本マニュアルの改正では、「ノロウイルスの検査に当たっては、遺伝子型によらず、概ね便1g当たり105オーダーのノロウイルスを検出できる検査法を用いることが望ましい」とされた。さらに検出感度の問題から糞便検査で陰性と判定されても必ずしもウイルスを保有していないことを意味しないことから、「ただし、検査結果が陰性であっても検査感度によりノロウイルスを保有している可能性を踏まえた衛生管理が必要である。」と、衛生管理の徹底の必要性が記載されている。
5. 刻み海苔によるノロウイルス食中毒事件
最近のノロウイルス食中毒事件として、和歌山県御坊市、東京都立川市、東京都小平市の学校で発生した刻み海苔が関連する食中毒事件について紹介された。当初、海苔が食中毒の原因食品として想定されなかったこともあり、社会的関心も高く、多くの報道がなされた。一方で、今回の刻み海苔の食中毒事件では、ノロウイルスの乾燥状態での生存性、密封した乾物の落とし穴、調理従事者の原因食品の喫食の問題、原材料管理の重要性、など食中毒調査や発生防止対策などの面から教訓を与える事例であった
研修2
東京都におけるノロウイルス事例
貞升 健志 (東京都健康安全研究センター 微生物部長)
過去5年間における東京都の食中毒事例はノロウイルスがもっとも多く、次いでカンピロバクター、アニサキスと続いている。ノロウイルス食中毒事例の原因食品は飲食店での従業員を介しての感染が7割、次に食品となるが食品のなかではカキ関連が最も多い。患者数としては従事者を介した感染が8割強となる。また拭き取り・食品からのノロウイルス検査の結果では拭き取りでは事例数に対して約25%の陽性率となった。
ノロウイルスの検査は主に遺伝子検査の手法が用いられている。検体よりウイルス核酸(RNA)を抽出後、リアルタイムPCR法によりノロウイルスの遺伝子群GⅠまたはGⅡの検出により陽性・陰性を判定し、陽性と判断したものは次に塩基配列(シーケンス)解析により遺伝子型の決定を行う。GⅠ遺伝子群は9つの遺伝子型を持ち、GⅡ遺伝子群は22種類の遺伝子型を持つ。2015年、東京都で検出されたノロウイルス遺伝子群はGⅡが69%と圧倒的に多く、GⅠが11%、GⅠGⅡ両方を持ったものが20%であった。

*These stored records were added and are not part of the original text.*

//! Expiry Sweep Task
//!
//! Background task that periodically removes expired response cache entries.

use std::sync::Arc;
use std::time::Duration;

use parking_lot::Mutex;
use tokio::runtime::Handle;
use tokio::sync::watch;
use tokio::task::JoinHandle;
use tokio::time::{interval_at, Instant, MissedTickBehavior};
use tracing::{debug, info};

use crate::cache::CacheStore;
use crate::error::{PokedexError, Result};

// == Sweep Handle ==
/// Handle for controlling a running sweep task.
///
/// Dropping the handle stops the task.
#[derive(Debug)]
pub struct SweepHandle {
    /// Sender to signal shutdown
    shutdown_tx: watch::Sender<bool>,
    /// The spawned task
    task: JoinHandle<()>,
}

impl SweepHandle {
    /// Signals the sweep task to stop. Calling this more than once is harmless.
    pub fn stop(&self) {
        let _ = self.shutdown_tx.send(true);
    }

    /// Returns true once the task has exited.
    pub fn is_finished(&self) -> bool {
        self.task.is_finished()
    }
}

impl Drop for SweepHandle {
    fn drop(&mut self) {
        self.stop();
    }
}

/// Spawns a background task that removes expired entries every `period`.
///
/// The first sweep runs one full period after the call; later sweeps follow
/// at the same period. Each sweep holds the store lock for its whole scan.
/// The task runs until [`SweepHandle::stop`] is called or the handle is
/// dropped.
///
/// Fails with [`PokedexError::NoRuntime`] when called outside a tokio runtime.
///
/// # Example
/// ```ignore
/// let store = Arc::new(Mutex::new(CacheStore::new(Duration::from_secs(5))));
/// let sweeper = spawn_sweep_task(store.clone(), Duration::from_secs(5))?;
/// // Later:
/// sweeper.stop();
/// ```
pub fn spawn_sweep_task(store: Arc<Mutex<CacheStore>>, period: Duration) -> Result<SweepHandle> {
    let runtime = Handle::try_current().map_err(|_| PokedexError::NoRuntime)?;
    let (shutdown_tx, shutdown_rx) = watch::channel(false);

    let task = runtime.spawn(run_sweep(store, period, shutdown_rx));

    Ok(SweepHandle { shutdown_tx, task })
}

async fn run_sweep(
    store: Arc<Mutex<CacheStore>>,
    period: Duration,
    mut shutdown_rx: watch::Receiver<bool>,
) {
    let mut ticker = interval_at(Instant::now() + period, period);
    ticker.set_missed_tick_behavior(MissedTickBehavior::Delay);

    info!("Starting cache sweep task with interval of {:?}", period);

    loop {
        tokio::select! {
            _ = ticker.tick() => {
                let (removed, remaining) = {
                    let mut guard = store.lock();
                    let removed = guard.purge_expired();
                    (removed, guard.len())
                };

                if removed > 0 {
                    info!(removed, remaining, "Cache sweep: removed expired entries");
                } else {
                    debug!(remaining, "Cache sweep: no expired entries found");
                }
            }
            result = shutdown_rx.changed() => {
                if result.is_err() || *shutdown_rx.borrow() {
                    info!("Cache sweep task shutting down");
                    break;
                }
            }
        }
    }
}

#[cfg(test)]
mod tests {
    use super::*;
    use bytes::Bytes;

    const PERIOD: Duration = Duration::from_millis(50);

    fn shared_store() -> Arc<Mutex<CacheStore>> {
        Arc::new(Mutex::new(CacheStore::new(PERIOD)))
    }

    #[tokio::test(start_paused = true)]
    async fn test_sweep_removes_expired_entries() {
        let store = shared_store();
        store
            .lock()
            .add("expire_soon".to_string(), Bytes::from_static(b"value"));

        let handle = spawn_sweep_task(store.clone(), PERIOD).unwrap();

        // First tick at 50ms sees an entry aged exactly 50ms.
        tokio::time::sleep(Duration::from_millis(75)).await;

        assert!(
            store.lock().get("expire_soon").is_none(),
            "Expired entry should have been swept"
        );
        assert_eq!(store.lock().stats().expired, 1);

        handle.stop();
    }

    #[tokio::test(start_paused = true)]
    async fn test_sweep_preserves_fresh_entries() {
        let store = shared_store();
        let handle = spawn_sweep_task(store.clone(), PERIOD).unwrap();

        tokio::time::sleep(Duration::from_millis(30)).await;
        store
            .lock()
            .add("fresh".to_string(), Bytes::from_static(b"value"));

        // Tick at 50ms sees the entry aged 20ms.
        tokio::time::sleep(Duration::from_millis(40)).await;

        assert_eq!(
            store.lock().get("fresh"),
            Some(Bytes::from_static(b"value")),
            "Fresh entry should not be removed"
        );

        handle.stop();
    }

    #[tokio::test(start_paused = true)]
    async fn test_sweep_can_be_stopped() {
        let handle = spawn_sweep_task(shared_store(), PERIOD).unwrap();

        handle.stop();
        tokio::time::sleep(Duration::from_millis(10)).await;

        assert!(handle.is_finished(), "Task should be finished after stop");
    }

    #[tokio::test(start_paused = true)]
    async fn test_dropping_handle_releases_store() {
        let store = shared_store();
        let handle = spawn_sweep_task(store.clone(), PERIOD).unwrap();
        assert_eq!(Arc::strong_count(&store), 2);

        drop(handle);
        tokio::time::sleep(Duration::from_millis(10)).await;

        assert_eq!(Arc::strong_count(&store), 1);
    }

    #[test]
    fn test_spawn_outside_runtime_fails() {
        let result = spawn_sweep_task(shared_store(), PERIOD);
        assert!(matches!(result, Err(PokedexError::NoRuntime)));
    }
}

2016年1月~2017年3月のノロウイルス遺伝子型検出状況は2016年1月からしばらくはGⅡ17型が一番多く検出されていたが、11月からはGⅡ2型が流行し始め一番多くの割合を占めていたが、2017年2月からはまたGⅡ17型が約半数の割合で検出し始めている。
ここで今年2月に起きた刻み海苔による食中毒事例と他の大規模食中毒事例について考えてみる。今まで起きた学校給食で提供された食品による大規模食中毒ノロウイルス事例ではパンに起因するものがほとんどであった。しかし2月に起きた学校給食での大規模食中毒は親子丼にのっていた刻み海苔が原因であった。

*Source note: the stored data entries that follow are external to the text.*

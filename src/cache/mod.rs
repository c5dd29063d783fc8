//! Cache Module
//!
//! Provides the time-expiring response cache: raw API payloads keyed by
//! request URL, removed by a background sweep once they reach the
//! configured interval.

mod entry;
mod response_cache;
mod stats;
mod store;


// Re-export public types
pub use entry::CacheEntry;
pub use response_cache::ResponseCache;
pub use stats::CacheStats;
pub use store::CacheStore;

原因食品を確定するに至った経緯と検査過程は下記の通りである。
まず、学校給食を食べた複数の学校の児童20人が次の日に嘔吐、下痢の症状で近隣の病院を受診した。そこで病院の医師から学校給食による食中毒の疑いがあると保健所に連絡が入った。約1時間後に保健所長が病院に立ち寄り、さらに10人が受診している旨を聞き調査を開始した。

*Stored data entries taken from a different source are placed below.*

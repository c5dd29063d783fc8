//! Cache Entry Module
//!
//! Defines a single cached API response and its expiry rule.

use std::time::Duration;

use bytes::Bytes;
use tokio::time::Instant;

// == Cache Entry ==
/// A raw response payload stamped with the instant it was stored.
#[derive(Debug, Clone)]
pub struct CacheEntry {
    /// The stored payload, exactly as given
    pub value: Bytes,
    /// Insertion instant (tokio clock, so paused-time tests control it)
    pub created_at: Instant,
}

impl CacheEntry {
    // == Constructor ==
    /// Creates a new entry stamped with the current instant.
    pub fn new(value: Bytes) -> Self {
        Self::created_at(value, Instant::now())
    }

    /// Creates an entry with an explicit creation instant.
    pub fn created_at(value: Bytes, created_at: Instant) -> Self {
        Self { value, created_at }
    }

    // == Age ==
    /// Returns how long the entry has existed as of `now`.
    ///
    /// Saturates to zero if `now` is earlier than the creation instant.
    pub fn age_at(&self, now: Instant) -> Duration {
        now.saturating_duration_since(self.created_at)
    }

    // == Is Expired ==
    /// Checks whether the entry is expired at `now` for the given interval.
    ///
    /// Boundary condition: an entry is expired once its age is greater than
    /// or equal to the interval. An entry whose age is exactly the interval
    /// is expired.
    pub fn is_expired_at(&self, now: Instant, interval: Duration) -> bool {
        self.age_at(now) >= interval
    }
}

約30分後に学校給食担当者と連絡が取れ、該当している小学校はBブロック校であり、それに含まれる6校の児童30名に症状が出ているという情報が入った。4時間後に保健所が給食センターに立ち入り調査を開始した。Aブロックでも同じものを数日前に喫食しているが患者はいなかった。立ち入り調査の結果、大規模調理衛生マニュアルを準拠し、衛生管理は万全であった。
検査の結果、患者からはノロウイルスGⅡ17陽性、従業員90検体、拭き取り41検体、検食(刻み海苔2検体含む)52検体は全てノロウイルス陰性であった。ノロウイルスの場合、前述の通り従業者を介した感染が7割を占めるが、従業員は陰性であった。
ここでオッズ比から親子丼の可能性が推定された。刻み海苔同一ロット未開封品15袋を検査したところ15袋中4袋(26.7%)で同じ型のノロウイルスが陽性であった。食品からの検出は難しいとされているが15袋という検体数があったからこそ検出できたといえる。
今回の事例でノロウイルスが以前より乾燥状態に強いとは言われていたが、2か月間乾燥下にあり、かつ感染性が失われなかったことが他の大規模食中毒事例と大きく異なる点である。医療機関、保健所、検査所の迅速な対応と連携、調理施設の大量調理施設衛生管理マニュアルの遵守、高感度の検査法の適用により原因食の特定に至ることが出来た。
今後も都内におけるノロウイルス遺伝子型のモニタリングの継続と連携が重要である。